- [Work required] Find all the lines in the entries below that hold the word "GCRA" and copy them.

Stored data:
::::::::

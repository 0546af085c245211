//! GCRA (Generic Cell Rate Algorithm) arithmetic.
//!
//! The algorithm tracks a single "theoretical arrival time" (TAT) per bucket
//! key instead of a discrete token counter, which yields exact fractional
//! refill without periodic resets. Every storage backend runs this same
//! arithmetic; [`MemoryStorage`](crate::MemoryStorage) calls [`apply`]
//! directly and the Redis backend mirrors it in a server-side Lua script so
//! the read-modify-write stays atomic across processes.

use std::time::Duration;

/// Milliseconds since the Unix epoch.
pub type EpochMillis = i64;

/// Result of applying a GCRA delta against a stored TAT.
#[derive(Debug, Clone, Copy, PartialEq)]
pub(crate) struct Outcome {
    /// Whether the request is within quota right now.
    pub conforming: bool,
    /// Earliest instant (epoch millis, fractional) at which the delta
    /// conforms. In the past or present when `conforming` is true.
    pub time_to_act: f64,
    /// TAT to persist, with storage expiry at the same instant.
    /// `None` when the decision must not mutate stored state.
    pub new_tat: Option<f64>,
}

/// Apply a token delta of `n` to a bucket.
///
/// `n > 0` consumes tokens, `n == 0` peeks without consuming, and `n < 0`
/// returns tokens from an earlier consumption. A missing `stored_tat` is
/// treated as "fully idle" (TAT = now), and so is a stored TAT in the past,
/// which caps accrual: tokens never accumulate beyond `burst` no matter how
/// long the bucket sat unused.
///
/// All arithmetic is in `f64` milliseconds so weighted (fractional) deltas
/// keep full precision.
pub(crate) fn apply(
    stored_tat: Option<f64>,
    now: f64,
    period: Duration,
    burst: u32,
    n: f64,
) -> Outcome {
    let burst = f64::from(burst.max(1));
    let period_ms = period.as_secs_f64() * 1000.0;

    let emission_interval = period_ms / burst;
    let tolerance = emission_interval * (burst - 1.0);

    let tat = stored_tat.unwrap_or(now).max(now);
    let new_tat = tat + emission_interval * (n - 1.0);
    let time_to_act = new_tat - tolerance;

    if now < time_to_act {
        return Outcome {
            conforming: false,
            time_to_act,
            new_tat: None,
        };
    }

    // Persist one emission interval past the request's own arrival slot.
    // Clamping at `now` makes returning more tokens than were ever taken
    // equivalent to a fully idle bucket instead of banking extra capacity.
    let persisted = (new_tat + emission_interval).max(now);

    Outcome {
        conforming: true,
        time_to_act: persisted - tolerance,
        new_tat: Some(persisted),
    }
}

#[cfg(test)]
mod tests {
    use super::*;

    const PERIOD: Duration = Duration::from_secs(20);
    const BURST: u32 = 4;

    fn consume(stored: Option<f64>, now: f64, n: f64) -> Outcome {
        apply(stored, now, PERIOD, BURST, n)
    }

    #[test]
    fn burst_conforms_then_denies() {
        // Period=20s, Burst=4 => emission interval 5s.
        let mut stored = None;
        for _ in 0..4 {
            let out = consume(stored, 0.0, 1.0);
            assert!(out.conforming);
            stored = out.new_tat;
        }
        // Bucket is full: TAT sits one period ahead.
        assert_eq!(stored, Some(20_000.0));

        // Fifth draw at t=0 denies until t=5s...
        let out = consume(stored, 0.0, 1.0);
        assert!(!out.conforming);
        assert_eq!(out.time_to_act, 5_000.0);
        assert_eq!(out.new_tat, None);

        // ...and conforms exactly at t=5s, then again every 5s.
        let out = consume(stored, 5_000.0, 1.0);
        assert!(out.conforming);
        let stored = out.new_tat;
        assert!(!consume(stored, 5_000.0, 1.0).conforming);
        assert!(consume(stored, 10_000.0, 1.0).conforming);
    }

    #[test]
    fn oversized_draw_never_conforms() {
        // n > burst exceeds the capacity ceiling regardless of idle time.
        let out = consume(None, 1_000_000.0, 5.0);
        assert!(!out.conforming);

        // n == burst after long idle takes the whole bucket at once.
        let out = consume(None, 1_000_000.0, 4.0);
        assert!(out.conforming);
        assert_eq!(out.new_tat, Some(1_020_000.0));
    }

    #[test]
    fn idle_bucket_does_not_bank_tokens() {
        // Drain fully at t=0, then stay idle for ten periods.
        let out = consume(None, 0.0, 4.0);
        let stored = out.new_tat;

        // Only `burst` tokens are available, not burst * elapsed periods.
        let now = 200_000.0;
        let out = consume(stored, now, 4.0);
        assert!(out.conforming);
        let stored = out.new_tat;
        assert!(!consume(stored, now, 1.0).conforming);
    }

    #[test]
    fn peek_is_free() {
        let out = consume(None, 0.0, 4.0);
        let stored = out.new_tat;

        // Peeking conforms even on a full bucket and leaves the TAT as-is.
        let peek = consume(stored, 0.0, 0.0);
        assert!(peek.conforming);
        assert_eq!(peek.new_tat, stored);

        // A real draw after the peek behaves exactly as without it.
        assert!(!consume(peek.new_tat, 0.0, 1.0).conforming);
    }

    #[test]
    fn cancel_restores_prior_state() {
        let out = consume(None, 0.0, 1.0);
        let taken = out.new_tat;
        assert_eq!(taken, Some(5_000.0));

        let out = consume(taken, 0.0, -1.0);
        assert!(out.conforming);
        // Clamped at now: a single take+return lands back on idle.
        assert_eq!(out.new_tat, Some(0.0));
    }

    #[test]
    fn excess_returns_are_ignored() {
        let out = consume(None, 1_000.0, 1.0);
        let stored = out.new_tat;

        // Returning far more than was taken must not rewind past idle.
        let out = consume(stored, 1_000.0, -100.0);
        assert!(out.conforming);
        assert_eq!(out.new_tat, Some(1_000.0));

        // No negative capacity: the next burst is still just `burst` wide.
        let stored = out.new_tat;
        assert!(consume(stored, 1_000.0, 4.0).conforming);
    }

    #[test]
    fn fractional_weights_keep_precision() {
        // Two half-weight draws cost exactly one token.
        let a = consume(None, 0.0, 0.5);
        let b = consume(a.new_tat, 0.0, 0.5);
        assert!(a.conforming && b.conforming);
        assert_eq!(b.new_tat, Some(5_000.0));
    }

    #[test]
    fn stale_tat_is_treated_as_idle() {
        // A TAT far in the past behaves like an absent row.
        let fresh = consume(None, 500_000.0, 1.0);
        let stale = consume(Some(10.0), 500_000.0, 1.0);
        assert_eq!(stale, fresh);
    }

    #[test]
    fn burst_of_one_has_no_tolerance() {
        let period = Duration::from_secs(10);
        let out = apply(None, 0.0, period, 1, 1.0);
        assert!(out.conforming);
        assert_eq!(out.new_tat, Some(10_000.0));
        // Second draw waits a full period.
        let out = apply(out.new_tat, 0.0, period, 1, 1.0);
        assert!(!out.conforming);
        assert_eq!(out.time_to_act, 10_000.0);
    }
}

::::::::

- [Answer to this problem]
//! GCRA (Generic Cell Rate Algorithm) arithmetic.
/// Result of applying a GCRA delta against a stored TAT.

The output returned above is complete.